[Collected data entries]

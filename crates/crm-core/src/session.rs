//! Session Store
//!
//! Owns the bearer token. The token is written through to durable storage on
//! login, removed on logout, and read back once at start-up (`hydrate`).
//! Authentication status is derived from token presence; the token is never
//! validated client-side, so an expired token is only noticed when the API
//! answers 401 (see [`Session::on_unauthorized`]).

use crate::error::CrmError;

/// Storage key holding the bearer token
pub const TOKEN_KEY: &str = "crm_token";

/// Durable key/value slot for the token
pub trait TokenStorage {
    fn read(&self) -> Option<String>;
    fn write(&self, token: &str) -> Result<(), CrmError>;
    fn remove(&self) -> Result<(), CrmError>;
}

#[derive(Debug, Clone)]
pub struct Session<S> {
    storage: S,
    token: Option<String>,
}

impl<S: TokenStorage> Session<S> {
    /// Restore a previously persisted session without contacting the server
    pub fn hydrate(storage: S) -> Self {
        let token = storage.read().filter(|t| !t.is_empty());
        tracing::debug!("[Session] Hydrated, authenticated={}", token.is_some());
        Self { storage, token }
    }

    pub fn login(&mut self, token: impl Into<String>) -> Result<(), CrmError> {
        let token = token.into();
        if token.is_empty() {
            return Err(CrmError::EmptyToken);
        }
        // A failed write still leaves the tab signed in; only reload loses it
        if let Err(e) = self.storage.write(&token) {
            tracing::warn!("[Session] Token not persisted: {}", e);
        }
        self.token = Some(token);
        tracing::info!("[Session] Signed in");
        Ok(())
    }

    pub fn logout(&mut self) {
        if let Err(e) = self.storage.remove() {
            tracing::warn!("[Session] Failed to clear stored token: {}", e);
        }
        self.token = None;
        tracing::info!("[Session] Signed out");
    }

    /// An API call was rejected with 401: drop the session.
    ///
    /// Returns whether a live session was actually cleared.
    pub fn on_unauthorized(&mut self) -> bool {
        if !self.is_authenticated() {
            return false;
        }
        tracing::warn!("[Session] Token rejected by server, signing out");
        self.logout();
        true
    }

    pub fn is_authenticated(&self) -> bool {
        self.token.is_some()
    }

    pub fn token(&self) -> Option<&str> {
        self.token.as_deref()
    }
}

#[cfg(test)]
mod tests {
    use super::*;
    use std::cell::RefCell;
    use std::rc::Rc;

    #[derive(Clone, Default)]
    struct MemoryStorage {
        slot: Rc<RefCell<Option<String>>>,
        read_only: bool,
    }

    impl TokenStorage for MemoryStorage {
        fn read(&self) -> Option<String> {
            self.slot.borrow().clone()
        }

        fn write(&self, token: &str) -> Result<(), CrmError> {
            if self.read_only {
                return Err(CrmError::Storage("quota exceeded".into()));
            }
            *self.slot.borrow_mut() = Some(token.to_string());
            Ok(())
        }

        fn remove(&self) -> Result<(), CrmError> {
            *self.slot.borrow_mut() = None;
            Ok(())
        }
    }

    #[test]
    fn test_fresh_session_is_anonymous() {
        let session = Session::hydrate(MemoryStorage::default());
        assert!(!session.is_authenticated());
        assert_eq!(session.token(), None);
    }

    #[test]
    fn test_login_then_check() {
        for token in ["t", "eyJhbGciOiJIUzI1NiJ9.payload.sig", "  spaced  "] {
            let storage = MemoryStorage::default();
            let mut session = Session::hydrate(storage.clone());
            session.login(token).unwrap();
            assert!(session.is_authenticated());
            assert_eq!(session.token(), Some(token));
            assert_eq!(storage.read().as_deref(), Some(token));
        }
    }

    #[test]
    fn test_logout_then_check() {
        let storage = MemoryStorage::default();
        let mut session = Session::hydrate(storage.clone());
        session.login("abc").unwrap();
        session.logout();
        assert!(!session.is_authenticated());
        assert_eq!(storage.read(), None);
    }

    #[test]
    fn test_hydrate_restores_persisted_token() {
        let storage = MemoryStorage::default();
        storage.write("persisted").unwrap();
        let session = Session::hydrate(storage);
        assert!(session.is_authenticated());
        assert_eq!(session.token(), Some("persisted"));
    }

    #[test]
    fn test_hydrate_ignores_empty_token() {
        let storage = MemoryStorage::default();
        *storage.slot.borrow_mut() = Some(String::new());
        assert!(!Session::hydrate(storage).is_authenticated());
    }

    #[test]
    fn test_empty_token_rejected() {
        let mut session = Session::hydrate(MemoryStorage::default());
        assert_eq!(session.login(""), Err(CrmError::EmptyToken));
        assert!(!session.is_authenticated());
    }

    #[test]
    fn test_login_survives_storage_failure() {
        let storage = MemoryStorage { read_only: true, ..Default::default() };
        let mut session = Session::hydrate(storage.clone());
        session.login("abc").unwrap();
        assert!(session.is_authenticated());
        assert_eq!(storage.read(), None);
    }

    #[test]
    fn test_unauthorized_clears_session_once() {
        let mut session = Session::hydrate(MemoryStorage::default());
        session.login("stale").unwrap();
        assert!(session.on_unauthorized());
        assert!(!session.is_authenticated());
        assert!(!session.on_unauthorized());
    }
}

WHAT YOU WILL DO: The expected output is the exact run of lines from the start of the entries through the line with "when the API", inclusive.

YOUR RESPONSE:
filename crates/crm-core/src/session.rs
//! Session Store
//!
//! Owns the bearer token. The token is written through to durable storage on
//! login, removed on logout, and read back once at start-up (`hydrate`).
//! Authentication status is derived from token presence; the token is never
//! validated client-side, so an expired token is only noticed when the API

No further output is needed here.